Diese kurze Kasuistik zeigt die typischen Symptome einer ausgeprägten Zwangsstörung. Deutlich wird hierbei nicht nur der Leidensdruck der betroffenen Kinder und Jugendlichen mit den problematischen Auswirkungen für die psychosoziale Entwicklung, sondern auch die Beeinträchtigung des gesamten familiären Umfeldes, das den dringenden Therapiebedarf aufzeigt.

1.2 Historische Entwicklung

In der deutschen Psychiatrie ist der Begriff der „Zwangsvorstellungen“ 1867 von Krafft-Ebing (Sigusch, 2004) eingeführt worden. Er war der Überzeugung, dass diese sich auf dem Boden einer depressiven Symptomatik entwickelten. Maßgebend für das Begriffsverständnis wurden schließlich die Ideen des Berliner Psychiaters Westphal, der 1877 in seiner grundlegenden Arbeit über „Zwangsvorstellungen“ Zwangsphänomene als eigenständige syndromale Kategorie betrachtete und von Wahnideen abgrenzte:

„Unter Zwangsvorstellungen verstehe ich solche, welche bei übrigens intakter Intelligenz und ohne durch einen gefühls- oder affektartigen Zustand bedingt zu sein, gegen und wider den Willen des betreffenden Menschen in den Vordergrund des Bewusstseins treten, sich nicht verscheuchen lassen, den normalen Ablauf der Vorstellungen hindern und durchkreuzen, welche der Befallene stets als abnorm, ihm fremdartig erkennt und denen er mit seinem gesunden Bewusstsein gegenübersteht.“ (S. 669).

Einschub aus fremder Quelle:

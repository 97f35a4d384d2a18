use std::net::TcpStream;

use pixrpc_common::protocol::error::{PixrpcError, Result};
use pixrpc_common::protocol::{Request, RpcReply, RpcRequest};
use pixrpc_common::transport::TcpTransport;

/// PixRPC client over the binary transport.
///
/// Holds one long-lived TCP connection, reused across calls; the benchmark
/// loop deliberately avoids reconnect-per-call so the measured latency is
/// the round trip, not connection setup.
pub struct RpcClient {
    stream: TcpStream,
    transport: TcpTransport,
}

impl RpcClient {
    /// Connects to a server at `addr` (e.g. "127.0.0.1:5000").
    pub fn connect(addr: &str) -> Result<Self> {
        let transport = TcpTransport::new()?;
        let stream = transport.connect(addr)?;

        Ok(Self { stream, transport })
    }

    /// Invokes one operation and waits synchronously for its reply.
    ///
    /// A response carrying a structured error becomes
    /// [`PixrpcError::Rpc`]; a success response with no reply payload is
    /// an [`PixrpcError::InvalidResponse`].
    pub fn call(&mut self, op: RpcRequest) -> Result<RpcReply> {
        let request = Request::new(op);

        let response = self.transport.send_request(&mut self.stream, &request)?;

        if let Some(error) = response.error {
            return Err(PixrpcError::Rpc(error));
        }

        response.reply.ok_or_else(|| {
            PixrpcError::InvalidResponse("missing reply in success response".to_string())
        })
    }
}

Westphal wies bereits auf den frühen Beginn der Erkrankung, ihren chronischen Verlauf und die Schwierigkeiten der Behandlung hin. Jaspers (1973) gelang mit seiner Arbeit zu den Zwangsphänomenen eine der ersten Beschreibungen zur Psychopathologie der Zwangsstörung:

„Der Zwangskranke wird verfolgt von Vorstellungen, die ihm nicht nur fremd, sondern unsinnig erscheinen und denen er doch folgen muss, als ob sie wahr seien. Tut er es nicht, befällt ihn grenzenlose Angst. Der Kranke z. B. muss etwas tun, sonst stirbt eine Person oder es geschieht ein Unheil. Es ist als ob sein Tun und Denken magisch das Geschehen verhindere oder bewirke. Er |16|baut seine Gedanken zu einem System von Bedeutungen, seine Handlungen zu einem System von Zeremonien und Riten aus. Aber jede Ausführung hinterlässt den Zweifel, ob er es auch richtig, auch vollständig macht. Der Zweifel zwingt ihn, von vorne anzufangen“ (S. 240).

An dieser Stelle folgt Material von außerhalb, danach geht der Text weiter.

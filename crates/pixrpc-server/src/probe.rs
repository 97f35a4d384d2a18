//! Image dimension probing.
//!
//! Thin wrapper around the `image` crate. All decode failures (corrupt
//! data, unsupported format, empty input) come back as [`DecodeError`];
//! nothing escapes this boundary as a panic. Stateless and safe to call
//! from concurrent handler invocations.

use image::GenericImageView;
use thiserror::Error;

/// A payload that could not be interpreted as an image.
#[derive(Debug, Error)]
#[error("image decode failed: {0}")]
pub struct DecodeError(#[from] image::ImageError);

/// Pixel dimensions of a decoded image.
#[derive(Debug, Clone, Copy, PartialEq, Eq)]
pub struct Dimensions {
    pub width: u32,
    pub height: u32,
}

/// Decodes an image container format and returns its pixel dimensions.
pub fn probe(bytes: &[u8]) -> Result<Dimensions, DecodeError> {
    let img = image::load_from_memory(bytes)?;
    let (width, height) = img.dimensions();
    Ok(Dimensions { width, height })
}

#[cfg(test)]
mod tests {
    use super::*;

    fn png_bytes(width: u32, height: u32) -> Vec<u8> {
        let img = image::DynamicImage::new_rgb8(width, height);
        let mut buf = std::io::Cursor::new(Vec::new());
        img.write_to(&mut buf, image::ImageFormat::Png).unwrap();
        buf.into_inner()
    }

    #[test]
    fn test_probe_valid_png() {
        let bytes = png_bytes(3, 2);
        let dims = probe(&bytes).unwrap();
        assert_eq!(dims, Dimensions { width: 3, height: 2 });
    }

    #[test]
    fn test_probe_garbage_fails() {
        let result = probe(b"definitely not an image");
        assert!(result.is_err());
    }

    #[test]
    fn test_probe_empty_input_fails() {
        let result = probe(&[]);
        assert!(result.is_err());
    }

    #[test]
    fn test_probe_truncated_png_fails() {
        let bytes = png_bytes(3, 2);
        let result = probe(&bytes[..8]);
        assert!(result.is_err());
    }
}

Der Terminus „Obcession“ für Zwangsgedanken leitet sich vom lateinischen „osidere“ ab, und meint in diesem Zusammenhang „beherrschen, in seiner Gewalt haben, bedrängen, einengen“. Dies charakterisiert die Symptomatik plastischer und treffender als der deutsche Begriff des „Zwangsgedankens“. Nach Schneider (1967) kann von einem Zwang gesprochen werden, wenn der Betroffene sich von einem „Bewusstseinsinhalt nicht lösen kann, obschon er ihn gleichzeitig als inhaltlich unsinnig oder wenigstens ohne Grund beherrschend oder beharrend beurteilt“ (S. 50 f.).

Lange Zeit herrschte auch in Fachkreisen die Vorstellung, dass Zwangserkrankungen im Kindes- und Jugendalter sehr selten vorkämen. Allerdings hatte bereits Emminghaus (1881) in seinem Lehrbuch „Die psychischen Störungen des Kindesalters“ konstatiert: „Es steht fest, dass diese Störung des Vorstellens auch im Kindesalter vorkommt“ (S. 27). Der entwicklungspsychologische Aspekt der Zwangsstörungen wurde von Stutte (1960) diskutiert, der diese Erscheinungen „physiologische Sicherungsphänomene“ nannte. Nissen (1971) führte hierzu aus, dass die „passageren Zwangsphänomene als Instinkt gebundene, entwicklungsbedingte oder phasenspezifische physiologische Verhaltensformen anzusehen sind, die für die normale psychische Entwicklung des Kleinkindes eine wichtige Funktion zu erfüllen haben“ (S. 74).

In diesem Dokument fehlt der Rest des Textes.